//! The capture session state machine.
//!
//! One session is one bounded run: `Idle -> Running -> Stopped`. The loop
//! is single-threaded cooperative polling; every iteration checks the stop
//! flag, checks the duration bound, reads one frame, consults the interval
//! scheduler, and writes the frame if the tick qualifies.
//!
//! Only one session may run at a time in the whole process: the camera is
//! an exclusive resource, so a second `run` while any session is active is
//! rejected with [`CaptureError::AlreadyRunning`].
//!
//! The frame source is taken by value, so whichever way the loop exits
//! (duration, stop signal, device loss, storage failure) the source is
//! dropped and the camera released.

use std::cell::Cell;
use std::sync::atomic::{AtomicBool, Ordering};
use std::sync::Arc;
use std::time::{Duration, Instant};
use tracing::{debug, info, warn};

use super::scheduler::IntervalScheduler;
use super::source::FrameSource;
use super::types::{CaptureConfig, CaptureError, CaptureResult, SessionOutcome, SessionSummary};
use crate::storage::StorageWriter;

// Held for the whole of a run, across every CaptureSession instance.
static ACTIVE_SESSION: AtomicBool = AtomicBool::new(false);

/// Session lifecycle states
#[derive(Debug, Clone, Copy, PartialEq, Eq)]
pub enum SessionState {
    /// Created, not yet run
    Idle,
    /// Capture loop in progress
    Running,
    /// Loop exited (normally or not)
    Stopped,
}

/// Time seam for the capture loop.
///
/// `elapsed` is wall-clock time since session start (zero at the first
/// scheduling check); `sleep` paces the polling loop. Production uses
/// [`WallClock`]; tests drive the loop deterministically with
/// [`ManualClock`], whose `sleep` advances virtual time instead of waiting.
pub trait Clock {
    /// Time since session start
    fn elapsed(&self) -> Duration;

    /// Pause between polling ticks
    fn sleep(&self, duration: Duration);
}

/// Real wall-clock time
#[derive(Debug)]
pub struct WallClock {
    start: Instant,
}

impl WallClock {
    /// Start counting from now
    pub fn start() -> Self {
        Self {
            start: Instant::now(),
        }
    }
}

impl Clock for WallClock {
    fn elapsed(&self) -> Duration {
        self.start.elapsed()
    }

    fn sleep(&self, duration: Duration) {
        std::thread::sleep(duration);
    }
}

/// Virtual clock for deterministic tests: `sleep` advances elapsed time
/// immediately instead of blocking.
#[derive(Debug, Default)]
pub struct ManualClock {
    now: Cell<Duration>,
}

impl ManualClock {
    /// Create a clock at t=0
    pub fn new() -> Self {
        Self::default()
    }

    /// Jump forward by `step`
    pub fn advance(&self, step: Duration) {
        self.now.set(self.now.get() + step);
    }
}

impl Clock for ManualClock {
    fn elapsed(&self) -> Duration {
        self.now.get()
    }

    fn sleep(&self, duration: Duration) {
        self.advance(duration);
    }
}

/// Shared control handle for a session.
///
/// Cloneable; `stop` is idempotent, and signalling an already-stopped
/// session is a no-op. The stop flag is observed at the top of every loop
/// iteration, so it takes effect within one iteration's latency. Each new
/// run clears the flag, so a stop request only applies to the run it was
/// made against.
#[derive(Debug, Clone)]
pub struct SessionHandle {
    stop: Arc<AtomicBool>,
    running: Arc<AtomicBool>,
}

impl SessionHandle {
    /// Request the session to stop after the in-flight tick
    pub fn stop(&self) {
        self.stop.store(true, Ordering::SeqCst);
    }

    /// Whether a stop has been requested
    pub fn stop_requested(&self) -> bool {
        self.stop.load(Ordering::SeqCst)
    }

    /// Whether the session loop is currently running
    pub fn is_running(&self) -> bool {
        self.running.load(Ordering::SeqCst)
    }
}

/// Drives one time-lapse capture run.
#[derive(Debug)]
pub struct CaptureSession {
    config: CaptureConfig,
    state: SessionState,
    stop: Arc<AtomicBool>,
    running: Arc<AtomicBool>,
}

impl CaptureSession {
    /// Create a session from a validated config
    pub fn new(config: CaptureConfig) -> CaptureResult<Self> {
        config.validate()?;
        Ok(Self {
            config,
            state: SessionState::Idle,
            stop: Arc::new(AtomicBool::new(false)),
            running: Arc::new(AtomicBool::new(false)),
        })
    }

    /// The session's configuration
    pub fn config(&self) -> &CaptureConfig {
        &self.config
    }

    /// Current lifecycle state
    pub fn state(&self) -> SessionState {
        self.state
    }

    /// Whether the capture loop is running
    pub fn is_running(&self) -> bool {
        self.running.load(Ordering::SeqCst)
    }

    /// Get a control handle (cloneable, usable from signal handlers or
    /// other threads)
    pub fn handle(&self) -> SessionHandle {
        SessionHandle {
            stop: Arc::clone(&self.stop),
            running: Arc::clone(&self.running),
        }
    }

    /// Run the session against a real wall clock.
    ///
    /// Fails with [`CaptureError::AlreadyRunning`] if any session in the
    /// process is mid-run. A session that has stopped may be run again.
    pub fn run(&mut self, source: impl FrameSource) -> CaptureResult<SessionSummary> {
        // Warm-up happens before the clock starts so auto-exposure settling
        // doesn't eat into the configured duration
        self.run_inner(source, None)
    }

    /// Run the session against an injected clock (t must be 0 at entry)
    pub fn run_with_clock(
        &mut self,
        source: impl FrameSource,
        clock: &dyn Clock,
    ) -> CaptureResult<SessionSummary> {
        self.run_inner(source, Some(clock))
    }

    fn run_inner(
        &mut self,
        mut source: impl FrameSource,
        clock: Option<&dyn Clock>,
    ) -> CaptureResult<SessionSummary> {
        // The camera is exclusive, so the guard is process-wide rather
        // than per instance
        if ACTIVE_SESSION.swap(true, Ordering::SeqCst) {
            return Err(CaptureError::AlreadyRunning);
        }
        // A fresh run starts unstopped; any stop request left over from an
        // earlier run is discarded
        self.stop.store(false, Ordering::SeqCst);
        self.running.store(true, Ordering::SeqCst);
        self.state = SessionState::Running;

        let result = self.prepare_and_loop(&mut source, clock);

        self.state = SessionState::Stopped;
        self.running.store(false, Ordering::SeqCst);
        ACTIVE_SESSION.store(false, Ordering::SeqCst);
        // `source` dropped here on every path, releasing the device
        result
    }

    fn prepare_and_loop(
        &mut self,
        source: &mut impl FrameSource,
        clock: Option<&dyn Clock>,
    ) -> CaptureResult<SessionSummary> {
        let writer = StorageWriter::create(
            &self.config.output_directory,
            &self.config.name_prefix,
            self.config.duration_seconds,
            self.config.jpeg_quality,
        )?;
        if let Err(e) = writer.write_manifest(&self.config) {
            warn!(error = %e, "failed to write session manifest");
        }

        info!(
            source = source.source_type(),
            interval_seconds = self.config.interval_seconds,
            duration_seconds = self.config.duration_seconds,
            output = %writer.dir().display(),
            "starting capture session"
        );

        // Discard warm-up frames so camera auto-exposure settles before the
        // first scheduled capture; failures here don't count against the
        // session's failure threshold
        for n in 0..self.config.warmup_frames {
            if let Err(e) = source.read() {
                debug!(warmup_frame = n, error = %e, "warm-up read failed");
            }
        }

        // Session start is recorded after warm-up
        let wall;
        let clock: &dyn Clock = match clock {
            Some(c) => c,
            None => {
                wall = WallClock::start();
                &wall
            }
        };

        self.capture_loop(source, &writer, clock)
    }

    fn capture_loop(
        &mut self,
        source: &mut impl FrameSource,
        writer: &StorageWriter,
        clock: &dyn Clock,
    ) -> CaptureResult<SessionSummary> {
        let mut scheduler = IntervalScheduler::new(self.config.interval());
        let session_duration = self.config.duration();
        let poll = Duration::from_millis(self.config.poll_ms);

        let mut frames_captured = 0u64;
        let mut frames_skipped = 0u64;
        let mut consecutive_failures = 0u32;

        let outcome = loop {
            if self.stop.load(Ordering::SeqCst) {
                info!("stop signal observed");
                break SessionOutcome::StopRequested;
            }

            match source.read() {
                Err(e) => {
                    consecutive_failures += 1;
                    warn!(error = %e, consecutive_failures, "frame read failed");
                    if consecutive_failures >= self.config.failure_threshold {
                        return Err(CaptureError::DeviceLost {
                            consecutive_failures,
                        });
                    }
                }
                Ok(frame) => {
                    consecutive_failures = 0;
                    let elapsed = clock.elapsed();
                    if scheduler.should_capture(elapsed) {
                        let elapsed_seconds = elapsed.as_secs();
                        match writer.write(&frame, elapsed_seconds) {
                            Ok(path) => {
                                frames_captured += 1;
                                info!(path = %path.display(), elapsed_seconds, "captured frame");
                            }
                            Err(e) => {
                                // One bad frame must not lose the session
                                frames_skipped += 1;
                                warn!(error = %e, elapsed_seconds, "frame write failed, skipping");
                            }
                        }
                    }
                }
            }

            // Checked after the tick so a capture due exactly at the
            // duration bound still lands; frame count for duration D and
            // interval I is floor(D/I) + 1 even when I divides D
            if clock.elapsed() >= session_duration {
                break SessionOutcome::DurationReached;
            }

            clock.sleep(poll);
        };

        let summary = SessionSummary {
            frames_captured,
            frames_skipped,
            elapsed_seconds: clock.elapsed().as_secs(),
            outcome,
            output_directory: writer.dir().to_path_buf(),
        };
        info!(
            frames_captured,
            frames_skipped,
            outcome = ?summary.outcome,
            "capture session finished"
        );
        Ok(summary)
    }
}
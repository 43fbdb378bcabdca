//! lapsecam - Webcam time-lapse capture and export.
//!
//! This crate provides:
//! - Interval-driven capture sessions with a bounded duration and an
//!   external stop signal
//! - A `FrameSource` abstraction over real webcams (feature `camera`) and a
//!   mock source for testing and hardware-less runs
//! - Deterministic zero-padded frame storage whose filename order matches
//!   capture order
//! - Batch export of a stored sequence as an animated GIF or MP4 video
//!
//! # Example
//!
//! ```rust,no_run
//! use lapsecam::capture::{CaptureConfig, CaptureSession, MockCamera};
//!
//! let config = CaptureConfig::new("timelapse", "./timelapse", 5, 60);
//! let mut session = CaptureSession::new(config).unwrap();
//! let summary = session.run(MockCamera::new(1280, 720)).unwrap();
//! println!("captured {} frames", summary.frames_captured);
//! ```

pub mod capture;
pub mod config;
pub mod export;
pub mod storage;

// Re-export capture types and sources
#[cfg(feature = "camera")]
pub use capture::{list_devices, DeviceCamera};
pub use capture::{
    CaptureConfig, CaptureError, CaptureResult, CaptureSession, Clock, FrameSource,
    IntervalScheduler, ManualClock, MockCamera, RawFrame, SessionHandle, SessionOutcome,
    SessionState, SessionSummary, WallClock,
};

// Re-export storage helpers
pub use storage::{parse_elapsed_seconds, StorageError, StorageResult, StorageWriter};

// Re-export the exporter
pub use export::{export, ExportArtifact, ExportError, ExportMode, ExportResult};
// Core types for a time-lapse capture session

use serde::{Deserialize, Serialize};
use std::path::PathBuf;
use std::time::Duration;

use crate::config;

/// Configuration for one time-lapse session.
///
/// Immutable for the lifetime of the session; built once from CLI/UI input
/// and handed to [`CaptureSession::new`](crate::capture::CaptureSession::new).
#[derive(Debug, Clone, Serialize, Deserialize)]
pub struct CaptureConfig {
    /// Seconds between scheduled captures (must be >= 1)
    pub interval_seconds: u64,

    /// Total session length in seconds (must be >= 1)
    pub duration_seconds: u64,

    /// Filename prefix for stored frames (e.g., "timelapse")
    pub name_prefix: String,

    /// Directory where frames are written (created if absent)
    pub output_directory: PathBuf,

    /// Frames discarded after device open, before the first scheduling check
    pub warmup_frames: u32,

    /// Consecutive failed reads tolerated before the session aborts
    pub failure_threshold: u32,

    /// Polling cadence of the capture loop in milliseconds
    pub poll_ms: u64,

    /// JPEG quality for stored frames (1-100)
    pub jpeg_quality: u8,
}

impl CaptureConfig {
    /// Create a config for the given prefix/interval/duration, pulling the
    /// remaining knobs from the environment-backed defaults.
    pub fn new(
        name_prefix: impl Into<String>,
        output_directory: impl Into<PathBuf>,
        interval_seconds: u64,
        duration_seconds: u64,
    ) -> Self {
        let settings = &config::get().capture;
        Self {
            interval_seconds,
            duration_seconds,
            name_prefix: name_prefix.into(),
            output_directory: output_directory.into(),
            warmup_frames: settings.warmup_frames,
            failure_threshold: settings.failure_threshold,
            poll_ms: settings.poll_ms,
            jpeg_quality: settings.jpeg_quality,
        }
    }

    /// Configured interval as a [`Duration`]
    pub fn interval(&self) -> Duration {
        Duration::from_secs(self.interval_seconds)
    }

    /// Configured session length as a [`Duration`]
    pub fn duration(&self) -> Duration {
        Duration::from_secs(self.duration_seconds)
    }

    /// Validate the numeric fields. Zero interval or duration would either
    /// fire every tick or never run, so both are rejected up front.
    pub fn validate(&self) -> CaptureResult<()> {
        if self.interval_seconds == 0 {
            return Err(CaptureError::InvalidConfig(
                "interval_seconds must be at least 1".into(),
            ));
        }
        if self.duration_seconds == 0 {
            return Err(CaptureError::InvalidConfig(
                "duration_seconds must be at least 1".into(),
            ));
        }
        if self.name_prefix.is_empty() {
            return Err(CaptureError::InvalidConfig(
                "name_prefix must not be empty".into(),
            ));
        }
        Ok(())
    }
}

/// Why a session left the `Running` state
#[derive(Debug, Clone, Copy, PartialEq, Eq, Serialize, Deserialize)]
#[serde(rename_all = "snake_case")]
pub enum SessionOutcome {
    /// Elapsed session time reached the configured duration
    DurationReached,
    /// An external stop signal was observed
    StopRequested,
}

/// Result of a completed session
#[derive(Debug, Clone, Serialize, Deserialize)]
pub struct SessionSummary {
    /// Frames successfully written to disk
    pub frames_captured: u64,

    /// Scheduled frames that failed to encode/write (non-fatal, skipped)
    pub frames_skipped: u64,

    /// Wall-clock seconds the session ran
    pub elapsed_seconds: u64,

    /// How the session ended
    pub outcome: SessionOutcome,

    /// Directory the frames were written to
    pub output_directory: PathBuf,
}

/// Result type for capture operations
pub type CaptureResult<T> = Result<T, CaptureError>;

/// Error types for capture operations
#[derive(Debug, thiserror::Error)]
pub enum CaptureError {
    /// Camera device could not be opened (fatal at session start)
    #[error("camera device {device} unavailable: {reason}")]
    DeviceUnavailable {
        /// Device index that failed to open
        device: u32,
        /// Driver-reported reason
        reason: String,
    },

    /// Too many consecutive frame reads failed mid-session
    #[error("device lost after {consecutive_failures} consecutive failed reads")]
    DeviceLost {
        /// Number of failed reads that exhausted the threshold
        consecutive_failures: u32,
    },

    /// A second session was started while one is running
    #[error("a capture session is already running")]
    AlreadyRunning,

    /// Configuration rejected before the session started
    #[error("invalid capture config: {0}")]
    InvalidConfig(String),

    /// Storage error fatal at session start (e.g., unwritable directory)
    #[error(transparent)]
    Storage(#[from] crate::storage::StorageError),
}

/// Error returned by a frame source for a single read
#[derive(Debug, thiserror::Error)]
pub enum ReadError {
    /// Transient frame-grab miss; the session retries up to its threshold
    #[error("frame read failed: {0}")]
    Transient(String),
}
* * * * *
◆ Problem requirements ◆
In the listing above, find every line with the word "info" and copy it out.

◆ Result below ◆
use tracing::{debug, info, warn};
        info!(
                info!("stop signal observed");
                                info!(path = %path.display(), elapsed_seconds, "captured frame");
        info!(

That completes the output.